The build option is looking for a build scenario in the docker-compose.yml file.

#docker-compose.yml
...
services:
php:
image: [point to registry]
build:
context: .
dockerfile: php.dockerfile
...

Here is how you define a build scenario in your docker-compose file. In run mode, the build instruction will be ignored. In build mode the image instruction will be ignored. The context specifies a folder on host file-system and the name of the dockerfile to load from that directory. The dockerfile will be processed by Docker and the resulting image will be hosted on the registry defined after the image instruction. So that next time you run the docker-compose up, the last image build will be loaded from the registry.

Figure 7: docker-compose build process
  • Define the app environment with a Dockerfile
  • Define the services that make up the application in docker-composer.yml so they can be run together in an isolated environment
  • Run docker compose up for compose to start running your application

For full documentation of docker-compose, see the official documentation.

Network modes

We defined a container as a ready-to-run piece of software that exists on our host. We now know that a container can interact with the host file-system, but what about interactions between containers? Or interactions between a container and an external system? A solution : Docker networks!

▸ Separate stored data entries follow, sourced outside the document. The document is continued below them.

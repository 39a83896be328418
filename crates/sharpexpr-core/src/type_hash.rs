//! Deterministic hash-based type identity.
//!
//! Every type known to the expression language is identified by a [`TypeHash`]
//! computed from its qualified name (`System.Int32`, `MyApp.UserInfo`). Hashes
//! are computed in `const` context, so well-known types are plain constants and
//! hosts can name their own types before registering them.
//!
//! # Examples
//!
//! ```
//! use sharpexpr_core::{TypeHash, primitives};
//!
//! let int_hash = TypeHash::from_name("System.Int32");
//! assert_eq!(int_hash, primitives::INT32);
//! ```

use std::fmt;
use xxhash_rust::const_xxh64::xxh64;

/// Domain marker mixed into every type hash.
const TYPE_DOMAIN: u64 = 0x2fac10b63a6cc57c;

/// A deterministic 64-bit hash identifying a type.
#[derive(Clone, Copy, PartialEq, Eq, Hash, PartialOrd, Ord)]
#[repr(transparent)]
pub struct TypeHash(pub u64);

impl TypeHash {
    /// Empty/invalid hash constant.
    pub const EMPTY: TypeHash = TypeHash(0);

    /// Create a type hash from a qualified type name.
    ///
    /// Names are hashed verbatim; case-insensitive lookup is the binder's job.
    #[inline]
    pub const fn from_name(name: &str) -> Self {
        TypeHash(TYPE_DOMAIN ^ xxh64(name.as_bytes(), 0))
    }

    /// Check if this is the empty hash.
    #[inline]
    pub const fn is_empty(self) -> bool {
        self.0 == 0
    }

    #[inline]
    pub const fn as_u64(self) -> u64 {
        self.0
    }
}

impl fmt::Debug for TypeHash {
    fn fmt(&self, f: &mut fmt::Formatter<'_>) -> fmt::Result {
        write!(f, "TypeHash({:#018x})", self.0)
    }
}

impl fmt::Display for TypeHash {
    fn fmt(&self, f: &mut fmt::Formatter<'_>) -> fmt::Result {
        write!(f, "{:#018x}", self.0)
    }
}

/// Hashes of the types the language itself depends on.
pub mod primitives {
    use super::TypeHash;

    pub const VOID: TypeHash = TypeHash::from_name("System.Void");
    pub const BOOL: TypeHash = TypeHash::from_name("System.Boolean");
    pub const CHAR: TypeHash = TypeHash::from_name("System.Char");
    /// `sbyte`
    pub const INT8: TypeHash = TypeHash::from_name("System.SByte");
    /// `byte`
    pub const UINT8: TypeHash = TypeHash::from_name("System.Byte");
    pub const INT16: TypeHash = TypeHash::from_name("System.Int16");
    pub const UINT16: TypeHash = TypeHash::from_name("System.UInt16");
    pub const INT32: TypeHash = TypeHash::from_name("System.Int32");
    pub const UINT32: TypeHash = TypeHash::from_name("System.UInt32");
    pub const INT64: TypeHash = TypeHash::from_name("System.Int64");
    pub const UINT64: TypeHash = TypeHash::from_name("System.UInt64");
    /// `float` (32-bit IEEE)
    pub const FLOAT: TypeHash = TypeHash::from_name("System.Single");
    pub const DOUBLE: TypeHash = TypeHash::from_name("System.Double");
    pub const DECIMAL: TypeHash = TypeHash::from_name("System.Decimal");
    pub const STRING: TypeHash = TypeHash::from_name("System.String");
    /// The root of the type hierarchy.
    pub const OBJECT: TypeHash = TypeHash::from_name("System.Object");
    /// Base entry shared by every array type.
    pub const ARRAY: TypeHash = TypeHash::from_name("System.Array");
    /// Base entry shared by every `T?` type.
    pub const NULLABLE: TypeHash = TypeHash::from_name("System.Nullable");
}

/// Hashes of the built-in library types the default binder names.
pub mod library {
    use super::TypeHash;

    pub const MATH: TypeHash = TypeHash::from_name("System.Math");
    pub const MATHF: TypeHash = TypeHash::from_name("System.MathF");
    pub const CONVERT: TypeHash = TypeHash::from_name("System.Convert");
    pub const DAY_OF_WEEK: TypeHash = TypeHash::from_name("System.DayOfWeek");
    pub const STRING_COMPARISON: TypeHash = TypeHash::from_name("System.StringComparison");
    pub const STRING_SPLIT_OPTIONS: TypeHash = TypeHash::from_name("System.StringSplitOptions");
    pub const TIME_SPAN: TypeHash = TypeHash::from_name("System.TimeSpan");
    pub const DATE_TIME: TypeHash = TypeHash::from_name("System.DateTime");
    pub const DATE_TIME_KIND: TypeHash = TypeHash::from_name("System.DateTimeKind");
    pub const GUID: TypeHash = TypeHash::from_name("System.Guid");
    pub const REGEX: TypeHash = TypeHash::from_name("System.Text.RegularExpressions.Regex");
    pub const REGEX_OPTIONS: TypeHash =
        TypeHash::from_name("System.Text.RegularExpressions.RegexOptions");
}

Docker defines networks that are virtual networks holding a specific configuration. The default network created by Docker is called Docker0. You can get the list of networks generated by Docker using :

$: docker network list
NETWORK ID NAME DRIVER SCOPE
14bfab05a731 bridge bridge local

The bridge is the default network. We can inspect its configuration using :

docker inspect [network-id]

This will output network information such as network driver, IP subnet, running containers, etc … Inspecting the default network should show the docker0 :

The Docker0 network is the default bridge network that every container launched on host will join if not configured otherwise. What is bridge mode ?

Bridge mode

Bridge is the default mode, it is a single host configuration mode, meaning that it will only exist on the host it is running on. Every container joining the same bridge network are reachable from the others. It is possible to create a user-defined-bridge that behaves a bit differently.

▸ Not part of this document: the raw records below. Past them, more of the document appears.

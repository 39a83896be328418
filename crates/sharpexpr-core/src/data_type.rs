//! DataType - a type hash plus the shape modifiers the language knows about.
//!
//! [`TypeHash`] identifies a declared type; [`DataType`] adds nullability
//! (`int?`) and array rank (`string[]`, `int[][]`). Arrays of nullable values
//! keep the nullable flag on the element.
//!
//! # Example
//!
//! ```
//! use sharpexpr_core::{DataType, primitives};
//!
//! let int_array = DataType::simple(primitives::INT32).array_of();
//! assert!(int_array.is_array());
//! assert_eq!(int_array.element_type(), Some(DataType::simple(primitives::INT32)));
//!
//! let maybe = DataType::nullable(primitives::INT32);
//! assert_eq!(maybe.underlying(), DataType::simple(primitives::INT32));
//! ```

use crate::{PrimitiveKind, TypeHash, primitives};

#[derive(Debug, Clone, Copy, PartialEq, Eq, Hash)]
pub struct DataType {
    /// The declared (element) type.
    pub type_hash: TypeHash,
    /// `T?` for value types.
    pub nullable: bool,
    /// Number of array dimensions wrapped around the element type.
    pub rank: u8,
}

impl DataType {
    pub const fn simple(type_hash: TypeHash) -> Self {
        Self {
            type_hash,
            nullable: false,
            rank: 0,
        }
    }

    pub const fn nullable(type_hash: TypeHash) -> Self {
        Self {
            type_hash,
            nullable: true,
            rank: 0,
        }
    }

    pub const fn void() -> Self {
        Self::simple(primitives::VOID)
    }

    pub const fn object() -> Self {
        Self::simple(primitives::OBJECT)
    }

    pub const fn string() -> Self {
        Self::simple(primitives::STRING)
    }

    pub const fn bool() -> Self {
        Self::simple(primitives::BOOL)
    }

    pub const fn int32() -> Self {
        Self::simple(primitives::INT32)
    }

    pub const fn primitive(kind: PrimitiveKind) -> Self {
        Self::simple(kind.type_hash())
    }

    /// One more array dimension around this type.
    pub const fn array_of(self) -> Self {
        Self {
            rank: self.rank + 1,
            ..self
        }
    }

    pub const fn is_array(&self) -> bool {
        self.rank > 0
    }

    /// `true` only for `T?` itself, not for arrays of `T?`.
    pub const fn is_nullable(&self) -> bool {
        self.rank == 0 && self.nullable
    }

    pub fn element_type(&self) -> Option<DataType> {
        if self.rank == 0 {
            return None;
        }
        Some(Self {
            rank: self.rank - 1,
            ..*self
        })
    }

    /// `T` for `T?`, otherwise the type itself.
    pub const fn underlying(&self) -> DataType {
        if self.is_nullable() {
            Self::simple(self.type_hash)
        } else {
            *self
        }
    }

    /// The scalar kind, if this is a plain primitive (not nullable, not an array).
    pub fn primitive_kind(&self) -> Option<PrimitiveKind> {
        if self.rank != 0 || self.nullable {
            return None;
        }
        PrimitiveKind::from_hash(self.type_hash)
    }

    pub fn is_primitive(&self, kind: PrimitiveKind) -> bool {
        self.primitive_kind() == Some(kind)
    }

    pub fn is_numeric(&self) -> bool {
        self.primitive_kind().is_some_and(PrimitiveKind::is_numeric)
    }

    pub fn is_integer(&self) -> bool {
        self.primitive_kind().is_some_and(PrimitiveKind::is_integer)
    }

    pub fn is_bool(&self) -> bool {
        *self == Self::bool()
    }

    pub fn is_string(&self) -> bool {
        *self == Self::string()
    }

    pub fn is_object(&self) -> bool {
        *self == Self::object()
    }

    pub fn is_void(&self) -> bool {
        *self == Self::void()
    }
}

impl From<PrimitiveKind> for DataType {
    fn from(kind: PrimitiveKind) -> Self {
        DataType::primitive(kind)
    }
}

#[cfg(test)]
mod tests {
    use super::*;

    #[test]
    fn jagged_array_element_types() {
        let jagged = DataType::string().array_of().array_of();
        assert_eq!(jagged.rank, 2);
        let inner = jagged.element_type().unwrap();
        assert_eq!(inner, DataType::string().array_of());
        assert_eq!(inner.element_type(), Some(DataType::string()));
        assert_eq!(DataType::string().element_type(), None);
    }

    #[test]
    fn nullable_arrays_are_not_nullable() {
        let arr = DataType::nullable(primitives::INT32).array_of();
        assert!(!arr.is_nullable());
        assert!(arr.element_type().unwrap().is_nullable());
    }

    #[test]
    fn primitive_kind_only_for_plain_scalars() {
        assert_eq!(DataType::int32().primitive_kind(), Some(PrimitiveKind::Int32));
        assert_eq!(DataType::nullable(primitives::INT32).primitive_kind(), None);
        assert_eq!(DataType::int32().array_of().primitive_kind(), None);
        assert!(DataType::simple(primitives::CHAR).is_numeric());
        assert!(!DataType::simple(primitives::CHAR).is_integer());
    }
}
use crate::{DataType, NativeFn, TypeHash, Value};

use super::Param;

#[derive(Debug, Clone, Copy, PartialEq, Eq)]
pub enum MemberKind {
    Field,
    Property,
    Constant,
}

/// A field, property, constant or indexer of some type.
#[derive(Debug, Clone)]
pub struct MemberEntry {
    pub name: String,
    /// Set by [`TypeEntry`](super::TypeEntry) when the member is attached.
    pub declaring_type: TypeHash,
    pub data_type: DataType,
    pub is_static: bool,
    pub kind: MemberKind,
    /// Index parameters; non-empty only for indexers.
    pub params: Vec<Param>,
    /// Receives the instance (`None` for statics) and the index arguments.
    pub getter: NativeFn,
}

impl MemberEntry {
    fn new(name: &str, data_type: DataType, is_static: bool, kind: MemberKind, getter: NativeFn) -> Self {
        Self {
            name: name.to_string(),
            declaring_type: TypeHash::EMPTY,
            data_type,
            is_static,
            kind,
            params: Vec::new(),
            getter,
        }
    }

    pub fn property(name: &str, data_type: DataType, getter: NativeFn) -> Self {
        Self::new(name, data_type, false, MemberKind::Property, getter)
    }

    pub fn static_property(name: &str, data_type: DataType, getter: NativeFn) -> Self {
        Self::new(name, data_type, true, MemberKind::Property, getter)
    }

    pub fn field(name: &str, data_type: DataType, getter: NativeFn) -> Self {
        Self::new(name, data_type, false, MemberKind::Field, getter)
    }

    pub fn static_field(name: &str, data_type: DataType, getter: NativeFn) -> Self {
        Self::new(name, data_type, true, MemberKind::Field, getter)
    }

    /// A static constant. The declared type is taken from the value unless
    /// overridden (enum members declare the enum type).
    pub fn constant(name: &str, value: Value) -> Self {
        let data_type = value.data_type();
        Self::new(name, data_type, true, MemberKind::Constant, NativeFn::constant(value))
    }

    pub fn constant_of(name: &str, data_type: DataType, value: Value) -> Self {
        Self::new(name, data_type, true, MemberKind::Constant, NativeFn::constant(value))
    }

    /// An indexed instance property such as `String.Chars[int]`.
    pub fn indexer(name: &str, params: Vec<Param>, data_type: DataType, getter: NativeFn) -> Self {
        Self {
            params,
            ..Self::new(name, data_type, false, MemberKind::Property, getter)
        }
    }

    pub fn is_indexer(&self) -> bool {
        !self.params.is_empty()
    }

    /// Case-insensitive name comparison.
    pub fn name_matches(&self, name: &str) -> bool {
        super::eq_ignore_case(&self.name, name)
    }
}
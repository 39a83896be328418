//! Registry entries: the explicit descriptors that stand in for runtime
//! reflection.
//!
//! - [`TypeEntry`]: a type with its kind, base chain and members
//! - [`MemberEntry`]: a field, property, constant or indexer
//! - [`MethodEntry`]: a method overload with its parameter list
//!
//! Every member and method carries an explicit `is_static` flag and its
//! declaring type, set when it is attached to a [`TypeEntry`].

mod member;
mod method;
mod type_entry;

pub use member::{MemberEntry, MemberKind};
pub use method::{MethodEntry, Param};
pub use type_entry::{TypeEntry, TypeKind};

/// Case-insensitive comparison of member and type names.
pub fn eq_ignore_case(a: &str, b: &str) -> bool {
    a.chars()
        .flat_map(char::to_lowercase)
        .eq(b.chars().flat_map(char::to_lowercase))
}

Figure 8: Bridge mode scheme

Host mode

Host mode removes network isolation to use the host network driver directly. This option is only available for Linux so far. Every configuration made to run containers on a host mode network will affect the host. For instance, is the container is listening on port 80, host will be listening on port 80 as well.

Overlay mode

This mode is used when you wish to connect containers running on separate hosts. Thanks to technologies such as VXLAN it is possible to extend a local network over distributed nodes. This mode is used when running Docker in Swarm mode.

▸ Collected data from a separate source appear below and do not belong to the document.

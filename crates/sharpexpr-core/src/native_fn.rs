//! Native function storage.
//!
//! Every member getter and method body in the registry is a [`NativeFn`]: a
//! type-erased callable receiving the receiver (`None` for statics) and the
//! already-converted argument list.

use std::fmt;
use std::sync::Arc;

use crate::value::{FromValue, arg};
use crate::{RuntimeError, Value};

/// Trait for callable native functions.
pub trait NativeCallable {
    fn call(&self, this: Option<&Value>, args: &[Value]) -> Result<Value, RuntimeError>;
}

impl<F> NativeCallable for F
where
    F: Fn(Option<&Value>, &[Value]) -> Result<Value, RuntimeError>,
{
    fn call(&self, this: Option<&Value>, args: &[Value]) -> Result<Value, RuntimeError> {
        self(this, args)
    }
}

/// Type-erased native function, cheap to clone.
#[derive(Clone)]
pub struct NativeFn {
    inner: Arc<dyn NativeCallable + Send + Sync>,
}

impl NativeFn {
    pub fn new<F>(f: F) -> Self
    where
        F: Fn(Option<&Value>, &[Value]) -> Result<Value, RuntimeError> + Send + Sync + 'static,
    {
        Self { inner: Arc::new(f) }
    }

    /// Wrap a host type implementing [`NativeCallable`] directly.
    pub fn from_callable<C>(callable: C) -> Self
    where
        C: NativeCallable + Send + Sync + 'static,
    {
        Self {
            inner: Arc::new(callable),
        }
    }

    pub fn call(&self, this: Option<&Value>, args: &[Value]) -> Result<Value, RuntimeError> {
        self.inner.call(this, args)
    }

    /// A getter that always yields `value` (constants, enum members).
    pub fn constant(value: Value) -> Self {
        Self::new(move |_, _| Ok(value.clone()))
    }

    pub fn from_fn0<R, F>(f: F) -> Self
    where
        R: Into<Value>,
        F: Fn() -> R + Send + Sync + 'static,
    {
        Self::new(move |_, _| Ok(f().into()))
    }

    pub fn from_fn1<A, R, F>(f: F) -> Self
    where
        A: FromValue,
        R: Into<Value>,
        F: Fn(A) -> R + Send + Sync + 'static,
    {
        Self::new(move |_, args| Ok(f(arg(args, 0)?).into()))
    }

    pub fn from_fn2<A, B, R, F>(f: F) -> Self
    where
        A: FromValue,
        B: FromValue,
        R: Into<Value>,
        F: Fn(A, B) -> R + Send + Sync + 'static,
    {
        Self::new(move |_, args| {
            Ok(f(arg(args, 0)?, arg(args, 1)?).into())
        })
    }

    pub fn from_fn3<A, B, C, R, F>(f: F) -> Self
    where
        A: FromValue,
        B: FromValue,
        C: FromValue,
        R: Into<Value>,
        F: Fn(A, B, C) -> R + Send + Sync + 'static,
    {
        Self::new(move |_, args| {
            Ok(f(arg(args, 0)?, arg(args, 1)?, arg(args, 2)?).into())
        })
    }

    /// Instance method or getter with no arguments.
    pub fn method0<T, R, F>(f: F) -> Self
    where
        T: FromValue,
        R: Into<Value>,
        F: Fn(T) -> R + Send + Sync + 'static,
    {
        Self::new(move |this, _| Ok(f(receiver(this)?).into()))
    }

    pub fn method1<T, A, R, F>(f: F) -> Self
    where
        T: FromValue,
        A: FromValue,
        R: Into<Value>,
        F: Fn(T, A) -> R + Send + Sync + 'static,
    {
        Self::new(move |this, args| {
            Ok(f(receiver(this)?, arg(args, 0)?).into())
        })
    }

    pub fn method2<T, A, B, R, F>(f: F) -> Self
    where
        T: FromValue,
        A: FromValue,
        B: FromValue,
        R: Into<Value>,
        F: Fn(T, A, B) -> R + Send + Sync + 'static,
    {
        Self::new(move |this, args| {
            Ok(f(receiver(this)?, arg(args, 0)?, arg(args, 1)?).into())
        })
    }
}

/// Extract the receiver of an instance call.
pub fn receiver<T: FromValue>(this: Option<&Value>) -> Result<T, RuntimeError> {
    match this {
        None | Some(Value::Null) => Err(RuntimeError::NullReference),
        Some(value) => T::from_value(value).ok_or_else(|| RuntimeError::ArgumentType {
            index: 0,
            expected: T::EXPECTED,
            found: value.kind_name().to_string(),
        }),
    }
}

impl fmt::Debug for NativeFn {
    fn fmt(&self, f: &mut fmt::Formatter<'_>) -> fmt::Result {
        f.debug_struct("NativeFn").finish_non_exhaustive()
    }
}

#[cfg(test)]
mod tests {
    use super::*;

    #[test]
    fn typed_adapters_extract_arguments() {
        let max = NativeFn::from_fn2(|a: i32, b: i32| a.max(b));
        let result = max.call(None, &[Value::Int32(3), Value::Int32(9)]).unwrap();
        assert_eq!(result, Value::Int32(9));
    }

    #[test]
    fn method_adapter_rejects_null_receiver() {
        let len = NativeFn::method0(|s: std::sync::Arc<str>| s.len() as i32);
        assert!(matches!(
            len.call(Some(&Value::Null), &[]),
            Err(RuntimeError::NullReference)
        ));
        assert_eq!(len.call(Some(&Value::from("abc")), &[]).unwrap(), Value::Int32(3));
    }

    #[test]
    fn constant_ignores_arguments() {
        let pi = NativeFn::constant(Value::Double(3.5));
        assert_eq!(pi.call(None, &[Value::Null]).unwrap(), Value::Double(3.5));
    }
}
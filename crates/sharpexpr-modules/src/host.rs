//! Plumbing shared by the library structs (`TimeSpan`, `DateTime`, `Guid`).

use std::cmp::Ordering;

use sharpexpr_core::{DataType, FromValue, MethodEntry, NativeFn, Param, TypeEntry, Value};

/// Carry a Rust struct as a value object of the given library type.
macro_rules! host_value {
    ($ty:ty, $name:literal, $hash:expr) => {
        impl From<$ty> for sharpexpr_core::Value {
            fn from(v: $ty) -> Self {
                sharpexpr_core::Value::Object(sharpexpr_core::ObjectRef::value($hash, v))
            }
        }

        impl sharpexpr_core::FromValue for $ty {
            const EXPECTED: &'static str = $name;

            fn from_value(value: &sharpexpr_core::Value) -> Option<Self> {
                value
                    .as_object()
                    .and_then(|object| object.downcast_ref::<$ty>())
                    .cloned()
            }
        }
    };
}

pub(crate) use host_value;

/// Bits of an enum argument; `0` when absent.
pub(crate) fn flags(value: &Value) -> i64 {
    match value {
        Value::Enum { bits, .. } => *bits,
        _ => 0,
    }
}

const EQUALITY: [(&str, fn(Ordering) -> bool); 2] = [
    ("op_Equality", Ordering::is_eq),
    ("op_Inequality", Ordering::is_ne),
];

const ORDERING: [(&str, fn(Ordering) -> bool); 4] = [
    ("op_LessThan", Ordering::is_lt),
    ("op_LessThanOrEqual", Ordering::is_le),
    ("op_GreaterThan", Ordering::is_gt),
    ("op_GreaterThanOrEqual", Ordering::is_ge),
];

/// Register `==`/`!=`, plus `<`, `<=`, `>`, `>=` when `ordered`.
pub(crate) fn relational<T>(entry: &mut TypeEntry, ordered: bool)
where
    T: FromValue + PartialOrd + 'static,
{
    let ty = entry.data_type();
    let extra: &[(&str, fn(Ordering) -> bool)] = if ordered { &ORDERING } else { &[] };
    for &(name, test) in EQUALITY.iter().chain(extra) {
        entry.add_method(MethodEntry::static_fn(
            name,
            vec![Param::new("left", ty), Param::new("right", ty)],
            DataType::bool(),
            NativeFn::from_fn2(move |a: T, b: T| a.partial_cmp(&b).is_some_and(test)),
        ));
    }
}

Figure 9: Overlay mode scheme

Macvlan mode

Using Macvlan mode means giving access to the physical network to a docker container. By assigning a mac address, it will appear as a device on the network.

None

The None option tells Docker to disable the network abstraction on a container. Only the loop-back interface will remain on the said container.

WORKSHOP – Run a fresh Lumen install on Docker containers

We will now try to run a fresh Lumen install on Docker containers. The following commands will be executed on an OVH VPS 1 SSD – 2.99€ – running Debian 9. Except for a simple SSH user configuration, UFW & GIT install, no operations were performed. Let’s start by ssh login into our server with a sudoer user and run the classic:

apt-get update

Install prerequisite packages :

There are a few packages to install before installing Docker, here is the command line :

apt-get install apt-transport-https ca-certificates curl gnupg2 software-properties-common 

For the curious out there, here is a short description of what you are loading:

  • apt-transport-https: enables https access for packages and metadata to package manager using the libapt-pkg.
  • ca-certificates: allows SSL-based applications to check for the authenticity of SSL connections.
  • curl: loads the Curl utility.
  • gnupg2: a free encryption software compliant with OpenPGP, Allow to encrypt and decrypt files containing sensitive data. To use : need to create a unique encryption key.
  • software-properties-common: allows to easily manage your distribution and independent software vendor sources.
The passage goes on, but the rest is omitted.